> **RECORDS FOR PROCESSING**:
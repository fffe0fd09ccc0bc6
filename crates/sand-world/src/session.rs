//! Interactive session: grid, engine and the settings a front end adjusts
//! between ticks.

use crate::engine::{RuleEngine, TickStats};
use crate::grid::Grid;
use crate::random::ChaChaSource;
use sand_core::{Position, Result, SimConfig, Speed, Substance};
use serde::{Deserialize, Serialize};
use std::collections::BTreeMap;
use tracing::{debug, info, instrument};

/// A control issued by the front end between ticks.
#[derive(Debug, Clone, Copy, PartialEq, Eq, Serialize, Deserialize)]
pub enum Command {
    /// Paint with this substance from now on
    Brush(Substance),
    Clear,
    TogglePause,
    SpeedUp,
    SpeedDown,
}

impl Command {
    /// Keyboard binding, case-insensitive.
    pub fn from_key(key: char) -> Option<Command> {
        let command = match key.to_ascii_lowercase() {
            'b' => Command::Brush(Substance::Empty),
            'm' => Command::Brush(Substance::Metal),
            's' => Command::Brush(Substance::Sand),
            'w' => Command::Brush(Substance::Water),
            'a' => Command::Brush(Substance::Acid),
            'g' => Command::Brush(Substance::Gas),
            'v' => Command::Brush(Substance::Bomb),
            'c' => Command::Clear,
            'p' => Command::TogglePause,
            'u' => Command::SpeedUp,
            'd' => Command::SpeedDown,
            _ => return None,
        };
        Some(command)
    }
}

pub struct Session {
    grid: Grid,
    engine: RuleEngine,
    rng: ChaChaSource,
    speed: Speed,
    brush: Substance,
    paused: bool,
    tick: u64,
    snapshot_interval: u64,
}

impl Session {
    pub fn new(config: &SimConfig) -> Result<Self> {
        config.validate()?;

        Ok(Self {
            grid: Grid::from_config(&config.world_config)?,
            engine: RuleEngine::from_config(&config.world_config)?,
            rng: ChaChaSource::seeded(config.seed),
            speed: config.initial_speed()?,
            brush: Substance::Metal,
            paused: false,
            tick: 0,
            snapshot_interval: config.snapshot_interval,
        })
    }

    pub fn grid(&self) -> &Grid {
        &self.grid
    }

    pub fn speed(&self) -> Speed {
        self.speed
    }

    pub fn set_speed(&mut self, speed: Speed) {
        self.speed = speed;
    }

    pub fn brush(&self) -> Substance {
        self.brush
    }

    pub fn is_paused(&self) -> bool {
        self.paused
    }

    /// Ticks actually simulated (paused steps don't count).
    pub fn ticks(&self) -> u64 {
        self.tick
    }

    /// Write the current brush substance into one cell.
    pub fn paint(&mut self, pos: Position) -> Result<()> {
        self.grid.set(pos, self.brush)
    }

    /// Write an explicit substance into one cell.
    pub fn paint_with(&mut self, pos: Position, kind: Substance) -> Result<()> {
        self.grid.set(pos, kind)
    }

    pub fn apply(&mut self, command: Command) {
        match command {
            Command::Brush(kind) => self.brush = kind,
            Command::Clear => self.grid.clear(),
            Command::TogglePause => self.paused = !self.paused,
            Command::SpeedUp => self.speed = self.speed.faster(),
            Command::SpeedDown => self.speed = self.speed.slower(),
        }
        debug!(
            ?command,
            brush = %self.brush,
            speed = self.speed.get(),
            paused = self.paused,
            "Applied command"
        );
    }

    /// Apply every recognised key in `keys`, returning how many were used.
    pub fn apply_keys(&mut self, keys: &str) -> usize {
        let commands: Vec<Command> = keys.chars().filter_map(Command::from_key).collect();
        for command in &commands {
            self.apply(*command);
        }
        commands.len()
    }

    /// Advance one tick unless paused.
    pub fn step(&mut self) -> Option<TickStats> {
        if self.paused {
            return None;
        }
        let stats = self.engine.tick(&mut self.grid, self.speed, &mut self.rng);
        self.tick += 1;
        Some(stats)
    }

    /// Step `num_ticks` times, logging a population snapshot every
    /// `snapshot_interval` simulated ticks.
    #[instrument(skip(self), fields(speed = self.speed.get()))]
    pub fn run(&mut self, num_ticks: u64) -> RunSummary {
        info!("Starting run for {} ticks", num_ticks);

        let initial_population = self.grid.occupied();
        let mut totals = TickStats::default();
        let mut simulated = 0;

        for _ in 0..num_ticks {
            let Some(stats) = self.step() else {
                continue;
            };
            totals.merge(&stats);
            simulated += 1;

            if self.tick % self.snapshot_interval == 0 {
                self.emit_population_snapshot();
            }
        }

        let summary = RunSummary {
            ticks_requested: num_ticks,
            ticks_simulated: simulated,
            initial_population,
            final_population: self.grid.occupied(),
            totals,
        };

        info!(
            ticks_simulated = summary.ticks_simulated,
            initial_population = summary.initial_population,
            final_population = summary.final_population,
            moved = summary.totals.moved,
            removed = summary.totals.removed,
            dissolved = summary.totals.dissolved,
            explosions = summary.totals.explosions,
            cleared = summary.totals.cleared,
            "Run complete"
        );

        summary
    }

    /// Count of every substance currently on the grid.
    pub fn population(&self) -> BTreeMap<Substance, usize> {
        Substance::all()
            .into_iter()
            .map(|kind| (kind, self.grid.count(kind)))
            .collect()
    }

    fn emit_population_snapshot(&self) {
        info!(
            tick = self.tick,
            metal = self.grid.count(Substance::Metal),
            sand = self.grid.count(Substance::Sand),
            water = self.grid.count(Substance::Water),
            acid = self.grid.count(Substance::Acid),
            gas = self.grid.count(Substance::Gas),
            bomb = self.grid.count(Substance::Bomb),
            "Population snapshot"
        );
    }
}

#[derive(Debug, Clone, PartialEq, Eq, Serialize, Deserialize)]
pub struct RunSummary {
    pub ticks_requested: u64,
    pub ticks_simulated: u64,
    pub initial_population: usize,
    pub final_population: usize,
    pub totals: TickStats,
}

#[cfg(test)]
mod tests {
    use super::*;
    use sand_core::{Error, WorldConfig};

    fn small_config() -> SimConfig {
        SimConfig {
            seed: 42,
            speed: 100,
            snapshot_interval: 5,
            world_config: WorldConfig {
                width: 12,
                height: 12,
                radius: 3,
            },
            ..Default::default()
        }
    }

    #[test]
    fn test_session_creation() {
        let session = Session::new(&small_config()).unwrap();
        assert_eq!(session.grid().width(), 12);
        assert_eq!(session.speed().get(), 100);
        assert_eq!(session.brush(), Substance::Metal);
        assert!(!session.is_paused());
        assert_eq!(session.grid().occupied(), 0);
    }

    #[test]
    fn test_invalid_config_fails_fast() {
        let config = SimConfig {
            speed: 0,
            ..small_config()
        };
        assert!(matches!(
            Session::new(&config),
            Err(Error::InvalidConfiguration(_))
        ));
    }

    #[test]
    fn test_key_bindings() {
        assert_eq!(Command::from_key('S'), Some(Command::Brush(Substance::Sand)));
        assert_eq!(Command::from_key('v'), Some(Command::Brush(Substance::Bomb)));
        assert_eq!(Command::from_key('b'), Some(Command::Brush(Substance::Empty)));
        assert_eq!(Command::from_key('p'), Some(Command::TogglePause));
        assert_eq!(Command::from_key('x'), None);
        assert_eq!(Command::from_key('1'), None);
    }

    #[test]
    fn test_paint_uses_brush() {
        let mut session = Session::new(&small_config()).unwrap();
        session.paint(Position::new(1, 1)).unwrap();
        session.apply(Command::Brush(Substance::Water));
        session.paint(Position::new(2, 1)).unwrap();

        assert_eq!(session.grid().get(Position::new(1, 1)).unwrap(), Substance::Metal);
        assert_eq!(session.grid().get(Position::new(2, 1)).unwrap(), Substance::Water);
        assert!(matches!(
            session.paint(Position::new(12, 0)),
            Err(Error::InvalidCoordinate { .. })
        ));
    }

    #[test]
    fn test_speed_commands() {
        let mut session = Session::new(&SimConfig::default()).unwrap();
        assert_eq!(session.speed().get(), 19);
        session.apply(Command::SpeedUp);
        assert_eq!(session.speed().get(), 57);
        session.apply(Command::SpeedUp);
        assert_eq!(session.speed().get(), 100);
        assert_eq!(session.apply_keys("ddddd"), 5);
        assert_eq!(session.speed().get(), 1);
    }

    #[test]
    fn test_pause_skips_ticks() {
        let mut session = Session::new(&small_config()).unwrap();
        session.paint_with(Position::new(3, 0), Substance::Sand).unwrap();

        session.apply(Command::TogglePause);
        assert!(session.step().is_none());
        assert_eq!(session.grid().get(Position::new(3, 0)).unwrap(), Substance::Sand);
        assert_eq!(session.ticks(), 0);

        session.apply(Command::TogglePause);
        assert!(session.step().is_some());
        assert_eq!(session.grid().get(Position::new(3, 1)).unwrap(), Substance::Sand);
        assert_eq!(session.ticks(), 1);
    }

    #[test]
    fn test_clear_command() {
        let mut session = Session::new(&small_config()).unwrap();
        session.apply_keys("s");
        for x in 0..12 {
            session.paint(Position::new(x, 4)).unwrap();
        }
        assert_eq!(session.grid().count(Substance::Sand), 12);
        session.apply_keys("c");
        assert_eq!(session.grid().occupied(), 0);
    }

    #[test]
    fn test_run_summary() {
        let mut session = Session::new(&small_config()).unwrap();
        session.apply(Command::Brush(Substance::Sand));
        for x in 0..12 {
            session.paint(Position::new(x, 0)).unwrap();
        }

        let summary = session.run(20);
        assert_eq!(summary.ticks_requested, 20);
        assert_eq!(summary.ticks_simulated, 20);
        assert_eq!(summary.initial_population, 12);
        // at full speed every grain reaches the floor within 11 ticks
        assert_eq!(summary.final_population, 0);
        assert_eq!(summary.totals.removed, 12);
        assert_eq!(session.ticks(), 20);
    }

    #[test]
    fn test_population_counts() {
        let mut session = Session::new(&small_config()).unwrap();
        session.paint_with(Position::new(0, 0), Substance::Gas).unwrap();
        session.paint_with(Position::new(1, 0), Substance::Gas).unwrap();
        session.paint_with(Position::new(5, 5), Substance::Acid).unwrap();

        let population = session.population();
        assert_eq!(population[&Substance::Gas], 2);
        assert_eq!(population[&Substance::Acid], 1);
        assert_eq!(population[&Substance::Empty], 141);
        assert_eq!(population.len(), 7);
        // keyed by substance, so iteration follows discriminant order
        let kinds: Vec<Substance> = population.keys().copied().collect();
        assert_eq!(kinds, Substance::all());
    }

    #[test]
    fn test_seeded_sessions_are_reproducible() {
        let build = || {
            let mut session = Session::new(&small_config()).unwrap();
            for x in 0..12 {
                session.paint_with(Position::new(x, 11 - x % 4), Substance::Metal).unwrap();
                session.paint_with(Position::new(x, 2), Substance::Water).unwrap();
                session.paint_with(Position::new(x, 3), Substance::Acid).unwrap();
                session.paint_with(Position::new(x, 6), Substance::Gas).unwrap();
            }
            session.run(15);
            session.grid().clone()
        };
        assert_eq!(build(), build());
    }
}
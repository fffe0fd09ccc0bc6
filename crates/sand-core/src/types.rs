//! Core type definitions for the simulation.

use crate::error::{Error, Result};
use serde::{Deserialize, Serialize};
use std::fmt;

/// Kind of substance occupying a grid cell
#[derive(
    Debug, Clone, Copy, PartialEq, Eq, PartialOrd, Ord, Hash, Default, Serialize, Deserialize,
)]
#[repr(u8)]
pub enum Substance {
    #[default]
    Empty = 0,
    Metal = 1,
    Sand = 2,
    Water = 3,
    Acid = 4,
    Gas = 5,
    Bomb = 6,
}

impl Substance {
    pub fn all() -> [Substance; 7] {
        [
            Substance::Empty,
            Substance::Metal,
            Substance::Sand,
            Substance::Water,
            Substance::Acid,
            Substance::Gas,
            Substance::Bomb,
        ]
    }

    /// Inert kinds are never relocated by a rule of their own.
    pub fn is_inert(self) -> bool {
        matches!(self, Substance::Empty | Substance::Metal)
    }

    /// Kinds that sink through water instead of resting on it.
    pub fn sinks_in_water(self) -> bool {
        matches!(self, Substance::Sand | Substance::Acid)
    }

    /// Kinds an acid particle can eat away.
    pub fn is_soluble(self) -> bool {
        matches!(self, Substance::Metal | Substance::Sand)
    }
}

impl fmt::Display for Substance {
    fn fmt(&self, f: &mut fmt::Formatter<'_>) -> fmt::Result {
        let name = match self {
            Substance::Empty => "empty",
            Substance::Metal => "metal",
            Substance::Sand => "sand",
            Substance::Water => "water",
            Substance::Acid => "acid",
            Substance::Gas => "gas",
            Substance::Bomb => "bomb",
        };
        f.write_str(name)
    }
}

/// 2D position in the world. `x` is the column, `y` the row (row 0 is the top).
#[derive(Debug, Clone, Copy, PartialEq, Eq, Hash, Serialize, Deserialize)]
pub struct Position {
    pub x: i32,
    pub y: i32,
}

impl Position {
    pub fn new(x: i32, y: i32) -> Self {
        Self { x, y }
    }

    pub fn add(&self, dx: i32, dy: i32) -> Self {
        Self {
            x: self.x + dx,
            y: self.y + dy,
        }
    }

    pub fn step(&self, direction: Direction) -> Self {
        let (dx, dy) = direction.to_delta();
        self.add(dx, dy)
    }

    pub fn below(&self) -> Self {
        self.add(0, 1)
    }
}

impl fmt::Display for Position {
    fn fmt(&self, f: &mut fmt::Formatter<'_>) -> fmt::Result {
        write!(f, "({}, {})", self.x, self.y)
    }
}

/// Cardinal direction for movement
#[derive(Debug, Clone, Copy, PartialEq, Eq, Serialize, Deserialize)]
pub enum Direction {
    Up,
    Down,
    Left,
    Right,
}

impl Direction {
    pub fn to_delta(&self) -> (i32, i32) {
        match self {
            Direction::Up => (0, -1),
            Direction::Down => (0, 1),
            Direction::Left => (-1, 0),
            Direction::Right => (1, 0),
        }
    }

    /// Sideways choices, indexed by a draw in `[0, 2)`.
    pub fn horizontal() -> [Direction; 2] {
        [Direction::Left, Direction::Right]
    }

    /// All four choices, indexed by a draw in `[0, 4)`.
    pub fn cardinal() -> [Direction; 4] {
        [Direction::Left, Direction::Right, Direction::Up, Direction::Down]
    }
}

/// Per-cell activation probability, as a percentage in `[1, 100]`.
#[derive(Debug, Clone, Copy, PartialEq, Eq, PartialOrd, Ord, Serialize, Deserialize)]
#[serde(try_from = "u32", into = "u32")]
pub struct Speed(u32);

impl Speed {
    pub const MIN: u32 = 1;
    pub const MAX: u32 = 100;

    pub fn new(value: u32) -> Result<Self> {
        if (Self::MIN..=Self::MAX).contains(&value) {
            Ok(Self(value))
        } else {
            Err(Error::InvalidConfiguration(format!(
                "speed must be in [{}, {}], got {}",
                Self::MIN,
                Self::MAX,
                value
            )))
        }
    }

    pub fn full() -> Self {
        Self(Self::MAX)
    }

    pub fn get(self) -> u32 {
        self.0
    }

    /// Triple the speed, capped at 100.
    pub fn faster(self) -> Self {
        Self((self.0 * 3).min(Self::MAX))
    }

    /// Divide the speed by three, never dropping below 1.
    pub fn slower(self) -> Self {
        Self((self.0 / 3).max(Self::MIN))
    }
}

impl TryFrom<u32> for Speed {
    type Error = Error;

    fn try_from(value: u32) -> Result<Self> {
        Speed::new(value)
    }
}

impl From<Speed> for u32 {
    fn from(speed: Speed) -> Self {
        speed.0
    }
}

impl fmt::Display for Speed {
    fn fmt(&self, f: &mut fmt::Formatter<'_>) -> fmt::Result {
        write!(f, "{}", self.0)
    }
}
//! Core types and configuration for the falling sand cellular automaton.

pub mod types;
pub mod config;
pub mod error;

pub use error::{Error, Result};
pub use types::*;
pub use config::*;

> **TASK DETAILS**: Read the listing. Report every line that includes the word "RunSummary".

> **TASK ANSWER**:
    pub fn run(&mut self, num_ticks: u64) -> RunSummary {
        let summary = RunSummary {
pub struct RunSummary {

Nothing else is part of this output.